(GIVEN INFORMATION)

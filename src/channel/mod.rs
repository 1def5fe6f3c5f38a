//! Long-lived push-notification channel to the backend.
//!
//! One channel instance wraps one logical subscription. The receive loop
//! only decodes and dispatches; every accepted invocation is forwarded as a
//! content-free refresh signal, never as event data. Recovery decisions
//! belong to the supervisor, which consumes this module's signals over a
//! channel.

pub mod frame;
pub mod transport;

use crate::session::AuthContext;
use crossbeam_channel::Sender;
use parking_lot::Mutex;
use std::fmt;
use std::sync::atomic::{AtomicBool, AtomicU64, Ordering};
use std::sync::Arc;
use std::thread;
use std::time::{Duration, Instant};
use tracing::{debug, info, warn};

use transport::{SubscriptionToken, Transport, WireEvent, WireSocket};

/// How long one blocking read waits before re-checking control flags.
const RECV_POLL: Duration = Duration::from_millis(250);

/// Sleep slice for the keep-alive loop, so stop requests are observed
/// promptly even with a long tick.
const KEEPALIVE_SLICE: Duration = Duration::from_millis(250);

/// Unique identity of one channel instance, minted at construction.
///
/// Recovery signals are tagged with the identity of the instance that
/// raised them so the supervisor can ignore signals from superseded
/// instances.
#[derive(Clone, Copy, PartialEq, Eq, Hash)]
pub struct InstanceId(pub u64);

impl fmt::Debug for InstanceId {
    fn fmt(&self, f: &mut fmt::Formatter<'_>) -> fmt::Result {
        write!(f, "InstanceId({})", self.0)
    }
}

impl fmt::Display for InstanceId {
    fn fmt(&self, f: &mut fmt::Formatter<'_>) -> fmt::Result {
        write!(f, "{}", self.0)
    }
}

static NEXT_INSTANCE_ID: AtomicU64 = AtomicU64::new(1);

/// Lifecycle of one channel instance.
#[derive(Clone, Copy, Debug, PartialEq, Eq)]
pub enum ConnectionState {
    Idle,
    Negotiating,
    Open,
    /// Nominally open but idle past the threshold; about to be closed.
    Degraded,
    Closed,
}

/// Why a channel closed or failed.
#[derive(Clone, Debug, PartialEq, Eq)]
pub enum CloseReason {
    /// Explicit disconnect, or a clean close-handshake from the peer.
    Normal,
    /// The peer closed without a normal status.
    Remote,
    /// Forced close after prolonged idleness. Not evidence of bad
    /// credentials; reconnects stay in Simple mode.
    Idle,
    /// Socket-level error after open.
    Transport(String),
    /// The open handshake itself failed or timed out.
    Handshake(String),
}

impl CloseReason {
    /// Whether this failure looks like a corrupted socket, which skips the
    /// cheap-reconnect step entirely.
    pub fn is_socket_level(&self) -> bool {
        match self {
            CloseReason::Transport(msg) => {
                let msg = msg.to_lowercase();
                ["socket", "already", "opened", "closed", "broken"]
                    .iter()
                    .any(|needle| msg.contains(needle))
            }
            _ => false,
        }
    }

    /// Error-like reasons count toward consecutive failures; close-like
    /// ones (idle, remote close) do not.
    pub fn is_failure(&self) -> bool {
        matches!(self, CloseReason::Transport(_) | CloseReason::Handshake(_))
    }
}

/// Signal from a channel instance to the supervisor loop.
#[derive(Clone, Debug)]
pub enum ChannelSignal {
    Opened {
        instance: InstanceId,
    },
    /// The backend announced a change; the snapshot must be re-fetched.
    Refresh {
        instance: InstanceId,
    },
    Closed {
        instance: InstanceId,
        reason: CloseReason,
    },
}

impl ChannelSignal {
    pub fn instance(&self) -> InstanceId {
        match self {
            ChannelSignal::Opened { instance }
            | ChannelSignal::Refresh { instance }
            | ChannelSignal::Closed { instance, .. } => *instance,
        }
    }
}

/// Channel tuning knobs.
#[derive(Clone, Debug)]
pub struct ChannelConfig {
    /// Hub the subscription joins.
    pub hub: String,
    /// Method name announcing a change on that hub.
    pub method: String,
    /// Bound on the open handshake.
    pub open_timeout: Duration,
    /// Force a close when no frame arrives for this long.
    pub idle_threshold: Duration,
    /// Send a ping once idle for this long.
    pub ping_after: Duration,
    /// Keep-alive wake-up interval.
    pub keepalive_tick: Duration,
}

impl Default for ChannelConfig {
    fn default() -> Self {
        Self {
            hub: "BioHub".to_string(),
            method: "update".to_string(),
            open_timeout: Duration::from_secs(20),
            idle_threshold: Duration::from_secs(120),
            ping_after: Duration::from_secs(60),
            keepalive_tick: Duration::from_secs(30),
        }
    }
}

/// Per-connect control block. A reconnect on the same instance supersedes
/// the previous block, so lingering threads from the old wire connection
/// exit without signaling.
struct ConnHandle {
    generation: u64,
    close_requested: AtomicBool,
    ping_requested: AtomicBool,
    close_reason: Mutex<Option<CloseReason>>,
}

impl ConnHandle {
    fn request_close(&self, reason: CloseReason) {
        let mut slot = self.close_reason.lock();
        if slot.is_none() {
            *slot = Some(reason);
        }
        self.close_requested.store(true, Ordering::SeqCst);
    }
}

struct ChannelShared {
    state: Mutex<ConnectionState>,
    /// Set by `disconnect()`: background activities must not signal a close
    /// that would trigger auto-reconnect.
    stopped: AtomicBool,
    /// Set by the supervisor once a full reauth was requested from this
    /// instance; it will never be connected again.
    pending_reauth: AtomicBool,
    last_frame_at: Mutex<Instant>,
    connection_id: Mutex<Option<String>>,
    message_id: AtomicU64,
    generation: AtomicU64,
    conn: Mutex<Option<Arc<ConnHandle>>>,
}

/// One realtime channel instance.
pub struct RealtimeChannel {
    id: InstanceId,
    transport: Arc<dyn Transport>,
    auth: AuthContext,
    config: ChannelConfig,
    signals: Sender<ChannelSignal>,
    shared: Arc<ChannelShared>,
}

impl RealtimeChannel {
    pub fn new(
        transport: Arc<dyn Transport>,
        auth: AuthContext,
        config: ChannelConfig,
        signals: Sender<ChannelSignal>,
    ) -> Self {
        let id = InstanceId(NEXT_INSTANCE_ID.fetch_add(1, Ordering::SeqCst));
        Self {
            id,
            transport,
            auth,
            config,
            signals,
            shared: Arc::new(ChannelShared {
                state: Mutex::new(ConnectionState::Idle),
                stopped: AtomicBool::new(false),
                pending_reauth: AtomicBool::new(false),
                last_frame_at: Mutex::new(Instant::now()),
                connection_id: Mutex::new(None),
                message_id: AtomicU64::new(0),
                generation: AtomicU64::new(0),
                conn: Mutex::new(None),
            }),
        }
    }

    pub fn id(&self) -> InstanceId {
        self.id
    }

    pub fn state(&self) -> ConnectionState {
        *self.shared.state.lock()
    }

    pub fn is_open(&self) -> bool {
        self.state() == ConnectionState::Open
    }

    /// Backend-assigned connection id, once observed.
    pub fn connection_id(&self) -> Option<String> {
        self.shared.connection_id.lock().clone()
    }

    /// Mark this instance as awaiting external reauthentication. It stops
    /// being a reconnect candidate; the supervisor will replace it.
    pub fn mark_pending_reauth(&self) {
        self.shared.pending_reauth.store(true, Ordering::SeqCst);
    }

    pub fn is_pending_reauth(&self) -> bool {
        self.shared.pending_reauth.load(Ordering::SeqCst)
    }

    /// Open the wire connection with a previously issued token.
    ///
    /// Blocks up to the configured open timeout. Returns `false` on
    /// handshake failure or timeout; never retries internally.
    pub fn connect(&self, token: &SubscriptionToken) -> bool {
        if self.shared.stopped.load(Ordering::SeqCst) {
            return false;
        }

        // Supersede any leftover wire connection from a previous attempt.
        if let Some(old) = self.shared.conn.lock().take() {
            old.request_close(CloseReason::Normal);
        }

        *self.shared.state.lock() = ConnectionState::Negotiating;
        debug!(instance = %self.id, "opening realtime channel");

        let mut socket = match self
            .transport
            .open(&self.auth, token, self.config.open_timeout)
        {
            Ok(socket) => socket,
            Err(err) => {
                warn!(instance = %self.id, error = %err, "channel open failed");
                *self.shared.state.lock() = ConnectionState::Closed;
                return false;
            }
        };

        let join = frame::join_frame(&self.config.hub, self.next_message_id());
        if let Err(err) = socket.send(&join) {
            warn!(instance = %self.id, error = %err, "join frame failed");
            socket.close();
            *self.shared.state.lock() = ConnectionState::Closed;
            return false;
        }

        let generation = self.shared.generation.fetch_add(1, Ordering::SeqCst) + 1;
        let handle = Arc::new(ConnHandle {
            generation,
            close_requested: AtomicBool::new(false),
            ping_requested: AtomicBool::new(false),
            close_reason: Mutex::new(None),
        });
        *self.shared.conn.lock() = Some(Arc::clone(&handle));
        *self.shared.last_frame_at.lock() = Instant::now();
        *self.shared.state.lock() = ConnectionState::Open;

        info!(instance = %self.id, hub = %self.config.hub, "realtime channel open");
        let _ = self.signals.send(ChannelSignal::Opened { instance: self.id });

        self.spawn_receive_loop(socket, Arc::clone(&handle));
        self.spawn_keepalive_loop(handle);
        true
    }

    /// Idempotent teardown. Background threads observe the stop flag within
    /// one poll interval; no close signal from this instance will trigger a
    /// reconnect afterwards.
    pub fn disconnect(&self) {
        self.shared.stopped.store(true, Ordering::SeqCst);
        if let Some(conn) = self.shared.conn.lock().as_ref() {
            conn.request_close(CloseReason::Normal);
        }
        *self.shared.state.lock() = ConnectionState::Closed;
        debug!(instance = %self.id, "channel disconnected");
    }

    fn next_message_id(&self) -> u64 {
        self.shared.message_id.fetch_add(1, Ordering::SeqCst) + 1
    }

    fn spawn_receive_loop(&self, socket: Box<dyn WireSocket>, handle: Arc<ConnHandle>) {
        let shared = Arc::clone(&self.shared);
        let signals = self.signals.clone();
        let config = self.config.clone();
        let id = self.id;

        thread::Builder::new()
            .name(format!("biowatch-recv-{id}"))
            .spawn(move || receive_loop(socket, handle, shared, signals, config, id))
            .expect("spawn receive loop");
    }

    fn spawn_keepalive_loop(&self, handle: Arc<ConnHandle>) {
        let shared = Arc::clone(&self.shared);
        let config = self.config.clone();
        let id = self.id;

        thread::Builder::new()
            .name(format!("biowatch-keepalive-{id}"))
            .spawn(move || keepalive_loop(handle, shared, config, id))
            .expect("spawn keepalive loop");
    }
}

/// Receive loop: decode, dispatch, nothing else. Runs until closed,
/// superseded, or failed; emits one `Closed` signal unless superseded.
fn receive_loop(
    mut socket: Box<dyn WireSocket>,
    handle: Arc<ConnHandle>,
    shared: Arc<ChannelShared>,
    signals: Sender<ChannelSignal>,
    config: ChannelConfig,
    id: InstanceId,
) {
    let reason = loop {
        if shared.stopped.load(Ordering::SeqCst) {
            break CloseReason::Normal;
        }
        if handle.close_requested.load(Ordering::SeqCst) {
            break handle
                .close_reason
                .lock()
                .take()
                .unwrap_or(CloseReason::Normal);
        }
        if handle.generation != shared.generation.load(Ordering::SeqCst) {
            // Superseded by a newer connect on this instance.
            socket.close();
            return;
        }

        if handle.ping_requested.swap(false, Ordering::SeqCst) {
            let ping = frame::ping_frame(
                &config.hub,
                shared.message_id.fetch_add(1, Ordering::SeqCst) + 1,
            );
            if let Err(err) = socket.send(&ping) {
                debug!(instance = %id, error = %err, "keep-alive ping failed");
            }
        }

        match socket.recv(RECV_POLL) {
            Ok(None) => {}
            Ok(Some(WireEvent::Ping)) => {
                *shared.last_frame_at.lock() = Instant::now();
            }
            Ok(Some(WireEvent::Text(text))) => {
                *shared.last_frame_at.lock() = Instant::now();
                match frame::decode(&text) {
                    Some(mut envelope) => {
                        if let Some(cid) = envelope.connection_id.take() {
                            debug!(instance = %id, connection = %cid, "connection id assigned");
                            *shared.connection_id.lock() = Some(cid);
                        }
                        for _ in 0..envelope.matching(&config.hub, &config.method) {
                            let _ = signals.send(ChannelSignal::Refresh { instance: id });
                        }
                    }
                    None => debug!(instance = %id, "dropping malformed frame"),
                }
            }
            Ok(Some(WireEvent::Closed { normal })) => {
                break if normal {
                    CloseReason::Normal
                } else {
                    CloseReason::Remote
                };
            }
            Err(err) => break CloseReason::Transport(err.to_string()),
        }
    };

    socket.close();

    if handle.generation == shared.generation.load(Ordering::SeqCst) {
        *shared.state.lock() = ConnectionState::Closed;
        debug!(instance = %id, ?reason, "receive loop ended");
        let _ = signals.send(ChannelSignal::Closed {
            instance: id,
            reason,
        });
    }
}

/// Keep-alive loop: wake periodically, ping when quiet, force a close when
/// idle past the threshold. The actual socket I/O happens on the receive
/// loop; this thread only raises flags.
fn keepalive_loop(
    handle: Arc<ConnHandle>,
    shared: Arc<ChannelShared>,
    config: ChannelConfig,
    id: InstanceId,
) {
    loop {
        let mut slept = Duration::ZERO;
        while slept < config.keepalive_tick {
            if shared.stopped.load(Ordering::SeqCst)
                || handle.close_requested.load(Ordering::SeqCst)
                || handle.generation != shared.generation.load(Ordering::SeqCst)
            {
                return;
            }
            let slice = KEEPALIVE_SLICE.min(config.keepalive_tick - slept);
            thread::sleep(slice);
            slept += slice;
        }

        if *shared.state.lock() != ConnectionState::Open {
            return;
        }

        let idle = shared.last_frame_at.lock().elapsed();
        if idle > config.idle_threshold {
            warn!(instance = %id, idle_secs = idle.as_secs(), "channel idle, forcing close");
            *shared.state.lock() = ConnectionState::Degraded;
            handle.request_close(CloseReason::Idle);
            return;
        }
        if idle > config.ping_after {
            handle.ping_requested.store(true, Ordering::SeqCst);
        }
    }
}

(End GIVEN INFORMATION)

- **REQUIRED ACTION**:
Go through the listing above and return each line where the word "expect" occurs.

- **TASK ANSWER**:
            .expect("spawn receive loop");
            .expect("spawn keepalive loop");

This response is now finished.